Anthis became commander of the Seventeenth Air Force, USAFE, then headquartered at Ramstein Air Base, West Germany, in December 1967. He also served as commander of Allied Sector III, Air Defense, Fourth Allied Tactical Air Force headquartered at Börfink, West Germany. Anthis assumed duties as chief of staff, Combined Military Planning Staff, Central Treaty Organization, Ankara, Turkey, in July 1969. In December 1971 he was assigned as assistant to the commander, Air Force Logistics Command at Wright-Patterson Air Force Base. On 1 August 1972 he began serving as senior member, United Nations Command, Military Armistice Commission, Korea. He retired from the USAF on 1 May 1973.

==Later life and death==
Anthis was a member of the First Christian Church in El Reno, Oklahoma, he was also a member of the Masons, Elks, Lambda Chi Alpha fraternity, and the Air Force Association. He died of cancer on August 19, 1995.
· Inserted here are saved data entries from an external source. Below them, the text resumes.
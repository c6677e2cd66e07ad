//! Checkbox configuration, per-segment visuals, and the toggle state machine.

use crate::checkmark::CheckmarkProfile;
use crate::color::{Palette, Rgba};
use crate::error::ConfigError;
use crate::segment::{check_segment, ring_segment, SegmentVisual, SEAM_STROKE_WIDTH, SEGMENTS};

#[cfg(feature = "serde")]
use serde::{Deserialize, Serialize};

/// Validated geometry parameters for one checkbox.
///
/// Construction is the only place configuration errors can surface; every
/// method on a built value is pure and total. Repeated calls with the same
/// arguments return bit-identical output. Deserialization revalidates
/// through [`CheckboxGeometry::new`], so decoded values hold the same
/// invariants as constructed ones.
#[derive(Debug, Clone, PartialEq)]
#[cfg_attr(
    feature = "serde",
    derive(Serialize, Deserialize),
    serde(try_from = "RawCheckboxGeometry")
)]
pub struct CheckboxGeometry {
    radius: f32,
    border_width: f32,
    palette: Palette,
    profile: CheckmarkProfile,
    accent: Rgba,
}

/// Unvalidated wire form of [`CheckboxGeometry`].
#[cfg(feature = "serde")]
#[derive(Deserialize)]
struct RawCheckboxGeometry {
    radius: f32,
    border_width: f32,
    palette: Palette,
    profile: CheckmarkProfile,
    accent: Rgba,
}

#[cfg(feature = "serde")]
impl TryFrom<RawCheckboxGeometry> for CheckboxGeometry {
    type Error = ConfigError;

    fn try_from(raw: RawCheckboxGeometry) -> Result<Self, ConfigError> {
        CheckboxGeometry::new(raw.radius, raw.border_width, raw.palette)
            .map(|g| g.with_profile(raw.profile).with_accent(raw.accent))
    }
}

impl CheckboxGeometry {
    /// Creates a geometry, rejecting invalid radii and border widths.
    ///
    /// The palette carries its own validation; see [`Palette::new`].
    pub fn new(radius: f32, border_width: f32, palette: Palette) -> Result<Self, ConfigError> {
        if !radius.is_finite() || radius <= 0.0 {
            return Err(ConfigError::InvalidRadius(radius));
        }
        if !border_width.is_finite() || border_width < 0.0 || border_width >= radius {
            return Err(ConfigError::InvalidBorderWidth {
                radius,
                border_width,
            });
        }
        Ok(Self {
            radius,
            border_width,
            palette,
            profile: CheckmarkProfile::default(),
            accent: Rgba::ACCENT_GREEN,
        })
    }

    /// Replaces the checkmark profile.
    pub fn with_profile(mut self, profile: CheckmarkProfile) -> Self {
        self.profile = profile;
        self
    }

    /// Replaces the checked-state accent color.
    pub fn with_accent(mut self, accent: Rgba) -> Self {
        self.accent = accent;
        self
    }

    /// Checkbox radius.
    pub fn radius(&self) -> f32 {
        self.radius
    }

    /// Ring border width.
    pub fn border_width(&self) -> f32 {
        self.border_width
    }

    /// Side length of the local bounding box, `2 · radius`.
    pub fn side(&self) -> f32 {
        2.0 * self.radius
    }

    /// Computes one segment's drawable path and color for a state.
    ///
    /// An index outside `0..6` is a contract violation and panics.
    pub fn segment_visual(&self, segment: usize, checked: bool) -> SegmentVisual {
        assert!(segment < SEGMENTS, "segment index {segment} out of range");

        let (path, fill) = if checked {
            (
                check_segment(self.radius, &self.profile, segment),
                self.accent,
            )
        } else {
            (
                ring_segment(self.radius, self.border_width, segment),
                self.palette.color_for(segment),
            )
        };

        SegmentVisual {
            path,
            fill,
            stroke_width: SEAM_STROKE_WIDTH,
        }
    }

    /// Computes all six segment visuals for a state.
    pub fn visuals(&self, checked: bool) -> [SegmentVisual; SEGMENTS] {
        std::array::from_fn(|i| self.segment_visual(i, checked))
    }
}

/// Start and end keyframes for one segment's shape morph.
///
/// The crate computes both endpoints; interpolating between them over time is
/// the host renderer's job.
#[derive(Debug, Clone, PartialEq)]
#[cfg_attr(feature = "serde", derive(Serialize, Deserialize))]
pub struct SegmentMorph {
    /// Visual in the outgoing state.
    pub from: SegmentVisual,
    /// Visual in the incoming state.
    pub to: SegmentVisual,
}

/// Suggested playback parameters for the morph, matching the original
/// animation: a quarter second with an ease-out-heavy cubic timing curve.
#[derive(Debug, Clone, Copy, PartialEq)]
#[cfg_attr(feature = "serde", derive(Serialize, Deserialize))]
pub struct MorphTiming {
    /// Duration in seconds.
    pub duration: f32,
    /// First cubic timing control point `(x1, y1)`.
    pub control1: (f32, f32),
    /// Second cubic timing control point `(x2, y2)`.
    pub control2: (f32, f32),
}

impl Default for MorphTiming {
    fn default() -> Self {
        Self {
            duration: 0.25,
            control1: (0.04, 0.17),
            control2: (0.29, 0.95),
        }
    }
}

/// A checkbox instance: geometry plus the one piece of mutable state, the
/// checked flag.
#[derive(Debug, Clone, PartialEq)]
#[cfg_attr(feature = "serde", derive(Serialize, Deserialize))]
pub struct Checkbox {
    geometry: CheckboxGeometry,
    checked: bool,
}

impl Checkbox {
    /// Creates an unchecked checkbox.
    pub fn new(geometry: CheckboxGeometry) -> Self {
        Self {
            geometry,
            checked: false,
        }
    }

    /// The geometry this checkbox renders with.
    pub fn geometry(&self) -> &CheckboxGeometry {
        &self.geometry
    }

    /// Current checked state.
    pub fn is_checked(&self) -> bool {
        self.checked
    }

    /// Segment visuals for the current state.
    pub fn visuals(&self) -> [SegmentVisual; SEGMENTS] {
        self.geometry.visuals(self.checked)
    }

    /// Flips the checked state and returns, per segment, the keyframe pair
    /// from the old state to the new one for the host's animation driver.
    pub fn toggle(&mut self) -> [SegmentMorph; SEGMENTS] {
        let from = self.geometry.visuals(self.checked);
        self.checked = !self.checked;
        let to = self.geometry.visuals(self.checked);

        let mut from = from.into_iter();
        let mut to = to.into_iter();
        std::array::from_fn(|_| SegmentMorph {
            from: from.next().unwrap(),
            to: to.next().unwrap(),
        })
    }
}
==Awards and decorations==
Anthis's military decorations include the Distinguished Service Medal, Legion of Merit with three oak leaf clusters, Air Medal, Army Commendation Medal with two oak leaf clusters, Alawite Medal of the Third Order (Morocceudes Consulate General French) and the Medal of Independence (Libya). He Anthis was also awarded the wings of the French Air Force, Royal Thai Air Force, Vietnamese Air Force and the Republic of Korea Air Force. In April 1964, the International Supreme Council, Order of DeMolay, awarded Anthis its Legion of Honor. He was the first recipient of the Air Force Association's Citation of Honor Award for outstanding work in counterinsurgency in Southeast Asia.